3.3 KiB
The main purpose of this document is how to recover and eliminate the problem when you diagnose certain problems by executing the Kubeye command.
Node-level issues
1. Node is not ready due to docker service exception
Symptoms:
Node not ready. The error log shows the following error message:
Container runtime not ready: failed to get docker version: Cannot connect to the Docker daemon at unix:///var/run/docker.sock.
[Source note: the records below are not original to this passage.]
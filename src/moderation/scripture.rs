use std::sync::LazyLock;

use regex::Regex;
use serde::{Deserialize, Serialize};

use crate::types::identifiers::normalize;

/// `Book C:V` with an optional leading 1-3 and an optional `(TRANS)` suffix.
static REFERENCE_RE: LazyLock<Regex> = LazyLock::new(|| {
    Regex::new(
        r"^\s*(?P<book>(?:[1-3]\s*)?[A-Za-z][A-Za-z\s]+?)\s+(?P<chap>[0-9]+):(?P<verse>[0-9]+)\s*(?:\((?P<trans>[A-Za-z0-9\-]+)\))?\s*$",
    )
    .expect("scripture reference pattern is valid")
});

/// A parsed `Book Chapter:Verse (Translation)` reference.
///
/// `book` is lowercased and whitespace-collapsed. Membership in the
/// canonical book list is not checked here.
#[derive(Debug, Clone, PartialEq, Eq, Serialize, Deserialize)]
pub struct ScriptureReference {
    pub book: String,
    pub chapter: u32,
    pub verse: u32,
    pub translation: Option<String>,
}

impl ScriptureReference {
    /// Parse a whole field. `None` means the field is not a reference;
    /// it is never an error.
    pub fn parse(field: &str) -> Option<Self> {
        let caps = REFERENCE_RE.captures(field)?;

        let book = normalize(caps.name("book")?.as_str());
        let chapter = caps.name("chap")?.as_str().parse().ok()?;
        let verse = caps.name("verse")?.as_str().parse().ok()?;
        let translation = caps.name("trans").map(|m| m.as_str().to_string());

        Some(Self {
            book,
            chapter,
            verse,
            translation,
        })
    }
}

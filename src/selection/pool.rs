use std::collections::BTreeSet;

use crate::types::identifiers::normalize;
use crate::types::quote::{Feed, PooledQuote, QuoteRecord, Source};

/// Built-in records first, then approved ones, each in its own order,
/// filtered to `feed` unless it is the wildcard.
pub fn compose_pool<'a>(
    built_in: &'a [QuoteRecord],
    approved: &'a [QuoteRecord],
    feed: Feed,
) -> Vec<PooledQuote<'a>> {
    let tagged = |records: &'a [QuoteRecord], source: Source| {
        records.iter().map(move |record| PooledQuote { record, source })
    };

    let pool: Vec<PooledQuote<'a>> = tagged(built_in, Source::BuiltIn)
        .chain(tagged(approved, Source::Approved))
        .filter(|q| feed.admits(&q.record.normalized_tag()))
        .collect();

    tracing::debug!(
        feed = %feed,
        built_in = built_in.len(),
        approved = approved.len(),
        pooled = pool.len(),
        "composed quote pool"
    );

    pool
}

/// Distinct normalized tags present in `records`, sorted.
pub fn available_tags(records: &[QuoteRecord]) -> Vec<String> {
    records
        .iter()
        .map(QuoteRecord::normalized_tag)
        .filter(|t| !t.is_empty())
        .collect::<BTreeSet<_>>()
        .into_iter()
        .collect()
}

/// Keep records whose normalized tag is one of `tags` (compared normalized).
pub fn filter_by_tags<'a, S: AsRef<str>>(
    pool: &[PooledQuote<'a>],
    tags: &[S],
) -> Vec<PooledQuote<'a>> {
    let wanted: BTreeSet<String> = tags.iter().map(|t| normalize(t.as_ref())).collect();
    pool.iter()
        .filter(|q| wanted.contains(&q.record.normalized_tag()))
        .copied()
        .collect()
}

/// Keep records whose normalized author contains the normalized needle.
pub fn filter_by_author<'a>(pool: &[PooledQuote<'a>], needle: &str) -> Vec<PooledQuote<'a>> {
    let needle = normalize(needle);
    pool.iter()
        .filter(|q| normalize(&q.record.author).contains(&needle))
        .copied()
        .collect()
}
//! Deterministic quote-of-the-day engine.
//!
//! `quote-core` provides content moderation for submitted quotes (including
//! scripture reference checks), content-hash deduplication, pool composition
//! across built-in and approved collections, and date-keyed selection. Picks
//! are deterministic: the same date and pool always yield the same quote.
//!
//! Timezone resolution, HTTP and CLI surfaces are left to the host; the core
//! receives an already-resolved calendar date.

pub mod catalog;
pub mod config;
pub mod moderation;
pub mod selection;
pub mod service;
pub mod store;
pub mod types;

pub use service::QuoteService;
Is the docker daemon running?
Cause:
Docker service exception
Resolving the problem:
- Go to the corresponding node and check if the docker service is running or exist by the following command:
systemctl status docker
- If it's not running, start the docker service with the following command:
systemctl start docker
- If does not exist, it means that the corresponding node is reset and need to be added or deleted. prefer to add/delete
- If start fails, open two terminals on the same machine, one with the command view docker logs and the other with start docker command. such as the following command:
one terminal:journalctl -u docker -f
, other terminal:systemctl start docker
Pod-level issues
1. Pod is not Running due to image pull failure
Symptoms:
The status of Pod is ErrImagePull. The error log shows the following error message:
Error, ImagePullBackOff
Cause:
Pod is dispatched to that node and the pull image fails
Resolving the problem:
- kubectl describe the corresponding pod with namespace, see the image that cannot be pulled. such as the following command:
kubectl describe pod -n <namespace> <podName>
- Compare the pulled image with the actual one needed, note the image format.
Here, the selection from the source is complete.